Enrollment is limited to students with a program in Peace Studies (Supp.) or Peace Studies.

IIPS 40807  Social Movements, Conflict and Peacebuilding  (3 Credit Hours)  
In many of the recurring conflicts around the world, at issue are demands for justice. Whether these revolve around economic inequality, political repression, environmental devastation, civil and political rights, ethnic or religious exclusion, or discrimination on the basis of race, class, gender, sexuality or disability status (to name just a few), social movements are often the carriers of these calls for justice. In this course, we will examine how social movements emerge from, contribute to, and suggest resolutions for various types of social conflict, as well as explore their potential contributions to sustainable peacebuilding. We will examine theory and research on how social movements emerge, escalate, consolidate and decline; how they choose (and change) protest tactics; how they articulate their visions and goals; how they generate emotions, solidarity and commitment; how they interact with networks of allies, opponents and powerholders; and how they influence (or fail to influence) agendas, policies, and regimes. We will put a particular emphasis on the comparative study of social movements in different regions of the world, as well as on the challenges and opportunities posed by transnational movements that seek to organize across borders.

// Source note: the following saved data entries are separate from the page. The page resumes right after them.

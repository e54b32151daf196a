//! Cell data structures for the spreadsheet grid.
//!
//! - [`Cell`] - Raw text, optional formula, computed value and style
//! - [`CellStyle`] - Presentational attributes, never read by the evaluator
//! - [`StylePatch`] - A partial style merged field by field
//! - [`Grid`] - Sparse storage for cells (backed by `DashMap`)

use dashmap::DashMap;
use serde::{Deserialize, Serialize};

use super::cell_ref::CellRef;
use super::cycle::FormulaSource;
use super::eval::ValueSource;
use super::value::Value;

/// Horizontal text alignment.
#[derive(Clone, Copy, Debug, Default, PartialEq, Eq, Serialize, Deserialize)]
#[serde(rename_all = "lowercase")]
pub enum Alignment {
    #[default]
    Left,
    Center,
    Right,
}

/// Presentational attributes owned by the UI layer.
#[derive(Clone, Debug, PartialEq, Serialize, Deserialize)]
pub struct CellStyle {
    pub bold: bool,
    pub italic: bool,
    pub font_size: u32,
    pub color: String,
    pub background_color: String,
    pub text_align: Alignment,
}

impl Default for CellStyle {
    fn default() -> Self {
        CellStyle {
            bold: false,
            italic: false,
            font_size: 12,
            color: "#000000".to_string(),
            background_color: "#ffffff".to_string(),
            text_align: Alignment::Left,
        }
    }
}

/// Partial style update; `None` fields leave the current value untouched.
#[derive(Clone, Debug, Default, PartialEq, Serialize, Deserialize)]
#[serde(default)]
pub struct StylePatch {
    pub bold: Option<bool>,
    pub italic: Option<bool>,
    pub font_size: Option<u32>,
    pub color: Option<String>,
    pub background_color: Option<String>,
    pub text_align: Option<Alignment>,
}

impl CellStyle {
    pub fn apply(&mut self, patch: &StylePatch) {
        if let Some(bold) = patch.bold {
            self.bold = bold;
        }
        if let Some(italic) = patch.italic {
            self.italic = italic;
        }
        if let Some(size) = patch.font_size {
            self.font_size = size;
        }
        if let Some(color) = &patch.color {
            self.color = color.clone();
        }
        if let Some(background) = &patch.background_color {
            self.background_color = background.clone();
        }
        if let Some(align) = patch.text_align {
            self.text_align = align;
        }
    }
}

/// A cell in the spreadsheet grid.
#[derive(Clone, Debug, Default, PartialEq, Serialize, Deserialize)]
pub struct Cell {
    /// Text exactly as entered.
    pub raw: String,
    /// The raw text again when it is a formula (starts with `=`).
    pub formula: Option<String>,
    /// Result of the last evaluation.
    pub computed: Value,
    pub style: CellStyle,
}

impl Cell {
    pub fn new_empty() -> Cell {
        Cell::default()
    }

    /// Replace the raw text, classifying it as formula or literal.
    /// The computed value is left for the caller to refresh.
    pub fn set_raw(&mut self, raw: &str) {
        self.raw = raw.to_string();
        self.formula = raw.starts_with('=').then(|| raw.to_string());
    }

    pub fn is_formula(&self) -> bool {
        self.formula.is_some()
    }
}

/// Sparse grid storage. Absent keys are empty cells.
pub type Grid = DashMap<CellRef, Cell>;

impl ValueSource for Grid {
    fn value(&self, cell: &CellRef) -> Value {
        self.get(cell)
            .map(|entry| entry.computed.clone())
            .unwrap_or_default()
    }
}

impl FormulaSource for Grid {
    fn formula(&self, cell: &CellRef) -> Option<String> {
        self.get(cell).and_then(|entry| entry.formula.clone())
    }
}

#[cfg(test)]
mod tests {
    use super::*;
    use pretty_assertions::assert_eq;

    #[test]
    fn test_set_raw_classifies_formulas() {
        let mut cell = Cell::new_empty();
        cell.set_raw("=A1+1");
        assert_eq!(cell.formula.as_deref(), Some("=A1+1"));
        assert!(cell.is_formula());

        cell.set_raw("hello");
        assert_eq!(cell.raw, "hello");
        assert_eq!(cell.formula, None);
    }

    #[test]
    fn test_style_patch_merges_only_given_fields() {
        let mut style = CellStyle::default();
        style.apply(&StylePatch {
            bold: Some(true),
            background_color: Some("#ffff00".into()),
            ..StylePatch::default()
        });

        assert_eq!(
            style,
            CellStyle {
                bold: true,
                background_color: "#ffff00".into(),
                ..CellStyle::default()
            }
        );
    }
}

Enrollment is limited to students with a program in Peace Studies (Supp.) or Peace Studies.

IIPS 40809  Religion, Gender, and Development  (3 Credit Hours)  
Is religion an obstacle or opportunity for women's empowerment? Religion is often seen as institutionalizing and perpetuating patriarchy and thus operating in contradiction to women's agency, rights, and equality. This course will grapple with the tensions and contradictions between the imperative of gender justice foregrounded in the Sustainable Development Goals and religions' competing conceptions of women's roles. The course will overcome some of this dichotomizing of secular and religious paradigms of development by looking at the theoretical and practical work of religious feminists. In responding to the question "is religion an obstacle or opportunity for women's empowerment?" we will debate why feminists and religious actors are hesitant to collaborate on development agenda and what does this indicate about the potential relations between development and religious reform. We will also examine feminist and queer theologies to the degree they contribute to reimagining international development praxis and the intersections of feminist theologies and environmental and decolonial justice.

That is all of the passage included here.